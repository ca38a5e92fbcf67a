//! Loop configuration and config-file loading.
//!
//! Files ending in `.yaml`/`.yml` are read as YAML, anything else as JSON.
//! Missing fields fall back to their defaults.

use std::path::Path;

use serde::de::DeserializeOwned;
use serde::{Deserialize, Serialize};

/// What the watcher does when a cycle brings a different update source than
/// the one already watched.
#[derive(Debug, Clone, Copy, PartialEq, Eq, Default, Serialize, Deserialize)]
#[serde(rename_all = "snake_case")]
pub enum SourceChangePolicy {
    /// Keep observing the first source; the new one is ignored.
    #[default]
    KeepFirst,
    /// Stop the old watch and observe the new source.
    Rewatch,
}

/// Render loop settings.
#[derive(Debug, Clone, Default, PartialEq, Eq, Serialize, Deserialize)]
#[serde(default)]
pub struct LoopConfig {
    pub source_change: SourceChangePolicy,
}

/// Errors from loading a config file.
#[derive(Debug, thiserror::Error)]
pub enum ConfigError {
    #[error("IO error: {0}")]
    Io(#[from] std::io::Error),
    #[error("JSON error: {0}")]
    Json(#[from] serde_json::Error),
    #[error("YAML error: {0}")]
    Yaml(#[from] serde_yaml::Error),
}

/// Read and deserialize a config file.
pub fn load_config<T: DeserializeOwned>(path: &Path) -> Result<T, ConfigError> {
    let text = std::fs::read_to_string(path)?;
    let is_yaml = path
        .extension()
        .and_then(|ext| ext.to_str())
        .is_some_and(|ext| ext.eq_ignore_ascii_case("yaml") || ext.eq_ignore_ascii_case("yml"));
    let value = if is_yaml {
        serde_yaml::from_str(&text)?
    } else {
        serde_json::from_str(&text)?
    };
    tracing::debug!(path = %path.display(), yaml = is_yaml, "config loaded");
    Ok(value)
}
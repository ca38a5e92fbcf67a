use serde::{Deserialize, Serialize};

/// Error type produced by opaque collaborators (hooks, renderers, custom
/// render overrides). Not `Send`: everything runs on one thread.
pub type BoxError = Box<dyn std::error::Error + 'static>;

/// Which side of the render a hook chain runs on.
#[derive(Debug, Clone, Copy, PartialEq, Eq, Hash, Serialize, Deserialize)]
#[serde(rename_all = "snake_case")]
pub enum Phase {
    BeforeRender,
    AfterRender,
}

impl std::fmt::Display for Phase {
    fn fmt(&self, f: &mut std::fmt::Formatter<'_>) -> std::fmt::Result {
        match self {
            Self::BeforeRender => f.write_str("before-render"),
            Self::AfterRender => f.write_str("after-render"),
        }
    }
}

/// Opaque token for a pending "run before next paint" request.
#[derive(Debug, Clone, Copy, PartialEq, Eq, Hash, PartialOrd, Ord)]
pub struct FrameHandle(pub u64);

impl std::fmt::Display for FrameHandle {
    fn fmt(&self, f: &mut std::fmt::Formatter<'_>) -> std::fmt::Result {
        write!(f, "frame#{}", self.0)
    }
}

/// Identifies one listener registered on an observable value.
#[derive(Debug, Clone, Copy, PartialEq, Eq, Hash, PartialOrd, Ord)]
pub struct SubscriptionId(pub u64);
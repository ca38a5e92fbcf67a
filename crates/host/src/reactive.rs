use std::cell::{Cell, RefCell};
use std::rc::{Rc, Weak};

use tempo_common::SubscriptionId;

use crate::platform::{Listener, Observable, UpdateSource};

/// A deep-observable value.
///
/// Every mutation goes through [`set`](Self::set) or
/// [`update`](Self::update), so anything reachable inside `T` is covered.
/// Other observables can be attached with [`nest`](Self::nest); their
/// mutations then count as mutations of this value.
///
/// Clones share the same value.
pub struct Reactive<T> {
    inner: Rc<ReactiveInner<T>>,
}

struct ReactiveInner<T> {
    value: RefCell<T>,
    listeners: RefCell<Vec<(SubscriptionId, Listener)>>,
    next_id: Cell<u64>,
    revision: Cell<u64>,
    children: RefCell<Vec<(UpdateSource, SubscriptionId)>>,
    notifying: Cell<bool>,
}

impl<T> ReactiveInner<T> {
    fn notify(&self) {
        // A nesting cycle leads back here; the outer call already covers it.
        if self.notifying.replace(true) {
            return;
        }
        self.revision.set(self.revision.get() + 1);
        // Listeners may (un)subscribe while being called.
        let listeners: Vec<Listener> = self
            .listeners
            .borrow()
            .iter()
            .map(|(_, l)| Rc::clone(l))
            .collect();
        for listener in listeners {
            listener();
        }
        self.notifying.set(false);
    }
}

impl<T: 'static> Observable for ReactiveInner<T> {
    fn subscribe(&self, listener: Listener) -> SubscriptionId {
        let id = SubscriptionId(self.next_id.get());
        self.next_id.set(id.0 + 1);
        self.listeners.borrow_mut().push((id, listener));
        id
    }

    fn unsubscribe(&self, id: SubscriptionId) -> bool {
        let mut listeners = self.listeners.borrow_mut();
        let before = listeners.len();
        listeners.retain(|(sub, _)| *sub != id);
        listeners.len() != before
    }

    fn revision(&self) -> u64 {
        self.revision.get()
    }
}

impl<T> Drop for ReactiveInner<T> {
    fn drop(&mut self) {
        for (child, id) in self.children.get_mut().drain(..) {
            child.unsubscribe(id);
        }
    }
}

impl<T: 'static> Reactive<T> {
    pub fn new(value: T) -> Self {
        Self {
            inner: Rc::new(ReactiveInner {
                value: RefCell::new(value),
                listeners: RefCell::new(Vec::new()),
                next_id: Cell::new(0),
                revision: Cell::new(0),
                children: RefCell::new(Vec::new()),
                notifying: Cell::new(false),
            }),
        }
    }

    /// Copy of the current value.
    pub fn get(&self) -> T
    where
        T: Clone,
    {
        self.inner.value.borrow().clone()
    }

    /// Read the value in place.
    pub fn with<R>(&self, f: impl FnOnce(&T) -> R) -> R {
        f(&self.inner.value.borrow())
    }

    /// Replace the value. Notifies only if it actually changed.
    pub fn set(&self, value: T) -> bool
    where
        T: PartialEq,
    {
        {
            let mut slot = self.inner.value.borrow_mut();
            if *slot == value {
                return false;
            }
            *slot = value;
        }
        self.inner.notify();
        true
    }

    /// Mutate the value in place. Always notifies.
    pub fn update<R>(&self, f: impl FnOnce(&mut T) -> R) -> R {
        let out = {
            let mut slot = self.inner.value.borrow_mut();
            f(&mut slot)
        };
        self.inner.notify();
        out
    }

    /// Attach `child` so that its mutations notify this value's listeners.
    ///
    /// Nesting may form a cycle: each value notifies its own listeners at
    /// most once per mutation.
    pub fn nest(&self, child: &UpdateSource) {
        let parent: Weak<ReactiveInner<T>> = Rc::downgrade(&self.inner);
        let id = child.subscribe(Rc::new(move || {
            if let Some(parent) = parent.upgrade() {
                parent.notify();
            }
        }));
        self.inner
            .children
            .borrow_mut()
            .push((Rc::clone(child), id));
    }

    /// Number of mutations observed so far, nested ones included.
    pub fn revision(&self) -> u64 {
        self.inner.revision.get()
    }

    /// Number of active listeners.
    pub fn listener_count(&self) -> usize {
        self.inner.listeners.borrow().len()
    }

    /// This value as an update source. Every call returns a handle to the
    /// same allocation, so identity comparisons hold.
    pub fn as_source(&self) -> UpdateSource {
        self.inner.clone()
    }
}

impl<T> Clone for Reactive<T> {
    fn clone(&self) -> Self {
        Self {
            inner: Rc::clone(&self.inner),
        }
    }
}

impl<T: std::fmt::Debug> std::fmt::Debug for Reactive<T> {
    fn fmt(&self, f: &mut std::fmt::Formatter<'_>) -> std::fmt::Result {
        f.debug_struct("Reactive")
            .field("value", &self.inner.value.borrow())
            .field("revision", &self.inner.revision.get())
            .finish()
    }
}
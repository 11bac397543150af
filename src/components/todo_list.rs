//! Task List Component
//!
//! Renders the last fetched snapshot, newest first. The store is only a
//! snapshot; every mutation goes through a full re-fetch.

use leptos::prelude::*;
use uuid::Uuid;

use crate::components::TodoRow;
use crate::models::Todo;
use crate::store::{use_app_store, AppStateStoreFields};

/// Key rows on every field a re-fetch can change in place, so `<For>`
/// rebuilds the row instead of reusing the stale view for a surviving id
fn row_key(todo: &Todo) -> (Uuid, bool) {
    (todo.id, todo.is_completed)
}

#[component]
pub fn TodoList() -> impl IntoView {
    let store = use_app_store();

    view! {
        <div class="todo-list">
            <Show when=move || store.loading().get()>
                <p class="loading">"Loading tasks..."</p>
            </Show>

            <Show when=move || !store.loading().get() && store.todos().read().is_empty()>
                <p class="empty-state">"No tasks yet. Add one above."</p>
            </Show>

            <ul>
                <For
                    each=move || store.todos().get()
                    key=row_key
                    children=move |todo| view! { <TodoRow todo=todo /> }
                />
            </ul>

            <p class="todo-count">
                {move || {
                    let todos = store.todos().read();
                    let done = todos.iter().filter(|t| t.is_completed).count();
                    format!("{} tasks, {} done", todos.len(), done)
                }}
            </p>
        </div>
    }
}

#[cfg(test)]
mod tests {
    use super::*;
    use crate::models::Priority;
    use chrono::{TimeZone, Utc};

    fn make_todo(is_completed: bool) -> Todo {
        Todo {
            id: Uuid::parse_str("7c9e6679-7425-40de-944b-e07fc1f90ae7").unwrap(),
            user_id: Uuid::parse_str("550e8400-e29b-41d4-a716-446655440000").unwrap(),
            title: "Buy milk".into(),
            description: None,
            is_completed,
            due_date: None,
            priority: Priority::Medium,
            created_at: Utc.with_ymd_and_hms(2026, 8, 29, 10, 15, 30).unwrap(),
        }
    }

    #[test]
    fn test_row_key_changes_when_completion_flips() {
        // Same id must not key to the same row once the flag differs,
        // otherwise the checkbox keeps showing the pre-refresh state
        let open = make_todo(false);
        let done = make_todo(true);
        assert_eq!(open.id, done.id);
        assert_ne!(row_key(&open), row_key(&done));
        assert_eq!(row_key(&open), row_key(&open.clone()));
    }
}
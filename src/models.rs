//! Frontend Models
//!
//! Data structures matching the Backend Service's row and session shapes.

use chrono::{DateTime, NaiveDate, Utc};
use serde::{Deserialize, Serialize};
use uuid::Uuid;

/// Task priority, stored lowercase in the `todos` collection
#[derive(Debug, Clone, Copy, PartialEq, Eq, Serialize, Deserialize, Default)]
#[serde(rename_all = "lowercase")]
pub enum Priority {
    Low,
    #[default]
    Medium,
    High,
}

impl Priority {
    pub fn as_str(&self) -> &'static str {
        match self {
            Priority::Low => "low",
            Priority::Medium => "medium",
            Priority::High => "high",
        }
    }

    pub fn from_str(s: &str) -> Self {
        match s {
            "low" => Priority::Low,
            "high" => Priority::High,
            _ => Priority::Medium,
        }
    }

    /// Capitalized display form for the list badge
    pub fn label(&self) -> &'static str {
        match self {
            Priority::Low => "Low",
            Priority::Medium => "Medium",
            Priority::High => "High",
        }
    }

    /// CSS class for the priority badge
    pub fn badge_class(&self) -> &'static str {
        match self {
            Priority::Low => "priority-badge low",
            Priority::Medium => "priority-badge medium",
            Priority::High => "priority-badge high",
        }
    }
}

/// One user-owned task row (matches the `todos` collection)
#[derive(Debug, Clone, PartialEq, Serialize, Deserialize)]
pub struct Todo {
    pub id: Uuid,
    pub user_id: Uuid,
    pub title: String,
    pub description: Option<String>,
    #[serde(default)]
    pub is_completed: bool,
    pub due_date: Option<NaiveDate>,
    #[serde(default)]
    pub priority: Priority,
    pub created_at: DateTime<Utc>,
}

/// Insert payload for the `todos` collection
///
/// Empty optional fields are left out entirely so the Backend Service
/// stores NULL instead of an empty string.
#[derive(Debug, Clone, Serialize)]
pub struct NewTodo {
    pub user_id: Uuid,
    pub title: String,
    #[serde(skip_serializing_if = "Option::is_none")]
    pub description: Option<String>,
    #[serde(skip_serializing_if = "Option::is_none")]
    pub due_date: Option<String>,
    pub priority: Priority,
}

/// Authenticated user as returned by the auth sub-interface
#[derive(Debug, Clone, PartialEq, Serialize, Deserialize)]
pub struct User {
    pub id: Uuid,
    pub email: Option<String>,
}

/// Proof of authenticated identity, persisted to localStorage between visits
#[derive(Debug, Clone, PartialEq, Serialize, Deserialize)]
pub struct Session {
    pub access_token: String,
    pub refresh_token: String,
    /// Unix timestamp after which the access token is no longer valid
    #[serde(default)]
    pub expires_at: i64,
    pub user: User,
}

impl Session {
    pub fn is_expired(&self, now: i64) -> bool {
        self.expires_at != 0 && now >= self.expires_at
    }
}

/// Transient unsaved input state for creating a new task
#[derive(Debug, Clone, PartialEq, Default)]
pub struct TodoDraft {
    pub title: String,
    pub description: String,
    /// `YYYY-MM-DD` from the date input, empty when unset
    pub due_date: String,
    pub priority: Priority,
}

impl TodoDraft {
    /// Build the insert payload for the given owner
    pub fn to_new_todo(&self, user_id: Uuid) -> NewTodo {
        NewTodo {
            user_id,
            title: self.title.trim().to_string(),
            description: if self.description.is_empty() {
                None
            } else {
                Some(self.description.clone())
            },
            due_date: if self.due_date.is_empty() {
                None
            } else {
                Some(self.due_date.clone())
            },
            priority: self.priority,
        }
    }

    /// Back to defaults after a successful submit
    pub fn reset(&mut self) {
        *self = TodoDraft::default();
    }
}

#[cfg(test)]
mod tests {
    use super::*;

    fn fixture_json() -> &'static str {
        r#"{
            "id": "7c9e6679-7425-40de-944b-e07fc1f90ae7",
            "user_id": "550e8400-e29b-41d4-a716-446655440000",
            "title": "Buy milk",
            "description": null,
            "is_completed": false,
            "due_date": null,
            "priority": "low",
            "created_at": "2026-08-29T10:15:30+00:00"
        }"#
    }

    #[test]
    fn test_todo_decodes_backend_row() {
        let todo: Todo = serde_json::from_str(fixture_json()).unwrap();
        assert_eq!(todo.title, "Buy milk");
        assert_eq!(todo.description, None);
        assert_eq!(todo.due_date, None);
        assert_eq!(todo.priority, Priority::Low);
        assert!(!todo.is_completed);
    }

    #[test]
    fn test_todo_defaults_for_missing_fields() {
        // Rows created before the priority column existed come back without it
        let json = r#"{
            "id": "7c9e6679-7425-40de-944b-e07fc1f90ae7",
            "user_id": "550e8400-e29b-41d4-a716-446655440000",
            "title": "Old row",
            "description": "kept",
            "due_date": "2026-09-01",
            "created_at": "2026-08-29T10:15:30+00:00"
        }"#;
        let todo: Todo = serde_json::from_str(json).unwrap();
        assert_eq!(todo.priority, Priority::Medium);
        assert!(!todo.is_completed);
        assert_eq!(todo.due_date, Some(NaiveDate::from_ymd_opt(2026, 9, 1).unwrap()));
    }

    #[test]
    fn test_priority_round_trip() {
        for p in [Priority::Low, Priority::Medium, Priority::High] {
            assert_eq!(Priority::from_str(p.as_str()), p);
            let json = serde_json::to_string(&p).unwrap();
            assert_eq!(json, format!("\"{}\"", p.as_str()));
        }
        // Unknown values fall back to the default
        assert_eq!(Priority::from_str("urgent"), Priority::Medium);
        assert_eq!(Priority::default(), Priority::Medium);
    }

    #[test]
    fn test_priority_labels_are_capitalized() {
        assert_eq!(Priority::Low.label(), "Low");
        assert_eq!(Priority::Medium.label(), "Medium");
        assert_eq!(Priority::High.label(), "High");
        assert_eq!(Priority::Low.badge_class(), "priority-badge low");
    }

    #[test]
    fn test_draft_defaults_and_reset() {
        let mut draft = TodoDraft {
            title: "Buy milk".into(),
            description: "2%".into(),
            due_date: "2026-09-01".into(),
            priority: Priority::High,
        };
        draft.reset();
        assert_eq!(draft.title, "");
        assert_eq!(draft.description, "");
        assert_eq!(draft.due_date, "");
        assert_eq!(draft.priority, Priority::Medium);
    }

    #[test]
    fn test_new_todo_skips_empty_optionals() {
        let user_id = Uuid::parse_str("550e8400-e29b-41d4-a716-446655440000").unwrap();
        let draft = TodoDraft {
            title: "Buy milk".into(),
            description: String::new(),
            due_date: String::new(),
            priority: Priority::Low,
        };
        let json = serde_json::to_string(&draft.to_new_todo(user_id)).unwrap();
        assert!(json.contains("\"user_id\""));
        assert!(json.contains("\"priority\":\"low\""));
        assert!(!json.contains("description"));
        assert!(!json.contains("due_date"));
    }

    #[test]
    fn test_new_todo_keeps_filled_optionals() {
        let user_id = Uuid::parse_str("550e8400-e29b-41d4-a716-446655440000").unwrap();
        let draft = TodoDraft {
            title: "  Buy milk  ".into(),
            description: "from the corner shop".into(),
            due_date: "2026-09-01".into(),
            priority: Priority::High,
        };
        let new_todo = draft.to_new_todo(user_id);
        assert_eq!(new_todo.title, "Buy milk");
        assert_eq!(new_todo.description.as_deref(), Some("from the corner shop"));
        assert_eq!(new_todo.due_date.as_deref(), Some("2026-09-01"));
    }

    #[test]
    fn test_session_expiry() {
        let session = Session {
            access_token: "tok".into(),
            refresh_token: "ref".into(),
            expires_at: 1_000,
            user: User {
                id: Uuid::parse_str("550e8400-e29b-41d4-a716-446655440000").unwrap(),
                email: Some("a@b.com".into()),
            },
        };
        assert!(!session.is_expired(999));
        assert!(session.is_expired(1_000));
        assert!(session.is_expired(2_000));

        // Sessions without an expiry never count as expired locally
        let open_ended = Session { expires_at: 0, ..session };
        assert!(!open_ended.is_expired(i64::MAX - 1));
    }

    #[test]
    fn test_session_round_trips_through_storage_encoding() {
        let session = Session {
            access_token: "tok".into(),
            refresh_token: "ref".into(),
            expires_at: 1_756_400_000,
            user: User {
                id: Uuid::parse_str("550e8400-e29b-41d4-a716-446655440000").unwrap(),
                email: None,
            },
        };
        let encoded = serde_json::to_string(&session).unwrap();
        let decoded: Session = serde_json::from_str(&encoded).unwrap();
        assert_eq!(decoded, session);
    }
}
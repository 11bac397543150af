//! Task Row Component
//!
//! One row of the list: completion checkbox, title, badge, delete. The
//! checkbox is not optimistic; it only changes once the re-fetch lands.

use leptos::prelude::*;
use leptos::task::spawn_local;

use crate::api;
use crate::context::AppContext;
use crate::models::Todo;
use crate::store::{push_toast, use_app_store, AppStateStoreFields, ToastKind};

#[component]
pub fn TodoRow(todo: Todo) -> impl IntoView {
    let ctx = use_context::<AppContext>().expect("AppContext should be provided");
    let store = use_app_store();

    let id = todo.id;
    let is_completed = todo.is_completed;

    let toggle = move |_| {
        let Some(session) = store.session().get_untracked() else {
            return;
        };
        spawn_local(async move {
            match api::set_completed(&session, id, !is_completed).await {
                Ok(()) => ctx.reload(),
                Err(msg) => push_toast(&store, ToastKind::Error, msg),
            }
        });
    };

    let delete = move |_| {
        let Some(session) = store.session().get_untracked() else {
            return;
        };
        spawn_local(async move {
            match api::delete_todo(&session, id).await {
                Ok(()) => {
                    push_toast(&store, ToastKind::Info, "Task deleted");
                    ctx.reload();
                }
                // No re-fetch on failure, the row stays where it is
                Err(msg) => push_toast(&store, ToastKind::Error, msg),
            }
        });
    };

    view! {
        <li class=move || if is_completed { "todo-row completed" } else { "todo-row" }>
            <input
                type="checkbox"
                prop:checked=is_completed
                on:change=toggle
            />
            <div class="todo-body">
                <span class="todo-title">{todo.title.clone()}</span>
                {todo.description.clone().filter(|d| !d.is_empty()).map(|d| view! {
                    <span class="todo-description">{d}</span>
                })}
                {todo.due_date.map(|date| view! {
                    <span class="todo-due">{format!("Due {}", date.format("%Y-%m-%d"))}</span>
                })}
            </div>
            <span class=todo.priority.badge_class()>{todo.priority.label()}</span>
            <button class="delete-btn" on:click=delete>"×"</button>
        </li>
    }
}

━━━━━━

[Task requirements]: Scan the data above; copy every line where "BeforeRender" appears.

[Reply]:
    BeforeRender,
            Self::BeforeRender => f.write_str("before-render"),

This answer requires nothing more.